Precision AgriculturePrecision Agriculture

Precision Farming: Agriculture is facing numerous challenges today, including climate change, water scarcity, soil degradation, and growing demand for food. In response to these challenges, farmers are turning to precision farming tools to improve their crop management practices, increase yield and quality, and reduce risk. Precision farming tools use sensors, data analytics, and other technologies to provide farmers with real-time information on soil moisture, nutrient levels, and crop health. By adopting these tools, agriculture can become more resilient and sustainable for future generations.

Improved Crop Management

Precision farming tools provide farmers with real-time data on soil moisture, plant health, and other critical factors, enabling them to make informed decisions about crop management. This data helps farmers to monitor crop growth and adjust irrigation, fertilization, and other practices as needed. By optimizing crop management, farmers can increase crop yield and quality, while reducing waste and the environmental impact of farming.

Remote sensing is one of the most powerful tools in precision farming. It allows farmers to monitor crop health and growth from a distance, without physically inspecting each plant. Satellites, drones, and ground-based sensors can all be used for remote sensing. These tools provide farmers with a wealth of data on plant health, soil moisture, and other factors, allowing them to make informed decisions about when to irrigate, fertilize, and harvest.

Efficient Resource Use

Precision farming tools can help farmers optimize their use of resources, such as water, fertilizer, and pesticides. By providing real-time data on soil moisture and nutrient levels, farmers can apply these resources more efficiently, reducing waste and costs. This also helps to reduce the environmental impact of farming by minimizing the use of fertilizers and pesticides, which can pollute soil and water.
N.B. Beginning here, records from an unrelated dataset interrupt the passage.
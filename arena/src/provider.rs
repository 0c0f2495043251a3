use core::ptr::NonNull;

/// Source of fixed-size memory chunks.
///
/// A provider grants chunks one at a time and never reclaims them. The chunk
/// size is fixed for the provider's whole lifetime, so consumers may cache it
/// once and size every request against it.
///
/// # Safety
///
/// Implementations must guarantee that every granted chunk is exactly
/// [`chunk_size`](ChunkProvider::chunk_size) bytes, writable, disjoint from
/// every earlier grant, and valid for the rest of the program. The caller
/// takes exclusive ownership of a chunk at the moment it is granted.
pub unsafe trait ChunkProvider {
    /// Size in bytes of every chunk this provider grants.
    fn chunk_size(&self) -> usize;

    /// Grants one chunk, or `None` once the provider is exhausted.
    fn request_chunk(&mut self) -> Option<NonNull<u8>>;
}
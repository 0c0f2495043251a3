//! Best-fit heap allocator over fixed-size chunks.
//!
//! Blocks live inside chunks granted by an [`arena::ChunkProvider`] and
//! carry their own header, guard sentinels, and free-list links. A release
//! merges the block with any physically adjacent free neighbor, so no two
//! adjacent free blocks ever survive a call.

#![cfg_attr(not(test), no_std)]

mod block;
mod free_list;
mod heap;

pub use crate::heap::{AllocError, Heap};
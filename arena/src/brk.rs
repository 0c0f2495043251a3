use core::ptr::NonNull;

use libc::c_void;

use crate::provider::ChunkProvider;

/// Grows the program break by one chunk per request.
///
/// Exhaustion is whatever the kernel decides: an `sbrk` failure maps to
/// `None` and the provider can be asked again later.
pub struct BrkArena {
    chunk_size: usize,
}

impl BrkArena {
    pub fn new(chunk_size: usize) -> BrkArena {
        assert!(chunk_size > 0, "chunk size must be non-zero");
        BrkArena { chunk_size }
    }
}

unsafe impl ChunkProvider for BrkArena {
    fn chunk_size(&self) -> usize {
        self.chunk_size
    }

    fn request_chunk(&mut self) -> Option<NonNull<u8>> {
        // Safety: sbrk either extends the data segment by chunk_size bytes
        // and returns the old break, or fails with (void*)-1.
        let previous_break = unsafe { libc::sbrk(self.chunk_size as libc::intptr_t) };
        if previous_break == usize::MAX as *mut c_void {
            return None;
        }
        NonNull::new(previous_break as *mut u8)
    }
}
Precision irrigation is an example of a resource-saving practice enabled by precision farming tools. By using sensors to monitor soil moisture, farmers can apply water only where it is needed, reducing water waste and costs. This also helps to conserve water, which is becoming increasingly scarce in many regions.

Increased Yield and Quality

Precision farming tools can help farmers increase crop yield and quality by providing real-time data on crop health and growth. By monitoring plant health and adjusting planting density, nutrient application, and irrigation, farmers can maximize yield and produce higher-quality crops. This helps to meet growing demand for food while reducing the environmental impact of agriculture.

Precision planting is an example of a yield-enhancing practice enabled by precision farming tools. By using sensors to measure soil conditions, farmers can adjust planting depth and spacing to optimize seed placement. This helps to ensure uniform plant growth and maximize yield.

Reduced Risk

Precision farming tools can help farmers reduce the risk of crop failure due to environmental factors such as drought, floods, and extreme weather events. By providing real-time data on soil moisture, weather patterns, and other critical factors, farmers can make informed decisions about when to irrigate, plant, or harvest. This helps to reduce the risk of crop loss and ensure a reliable food supply.

Precision weather forecasting is an example of a risk-reducing practice enabled by precision farming tools. By using weather sensors and data analytics, farmers can predict weather patterns with greater accuracy, allowing them to plan their farming activities accordingly. This helps to reduce the risk of crop loss due to extreme weather events such as floods, droughts, and storms.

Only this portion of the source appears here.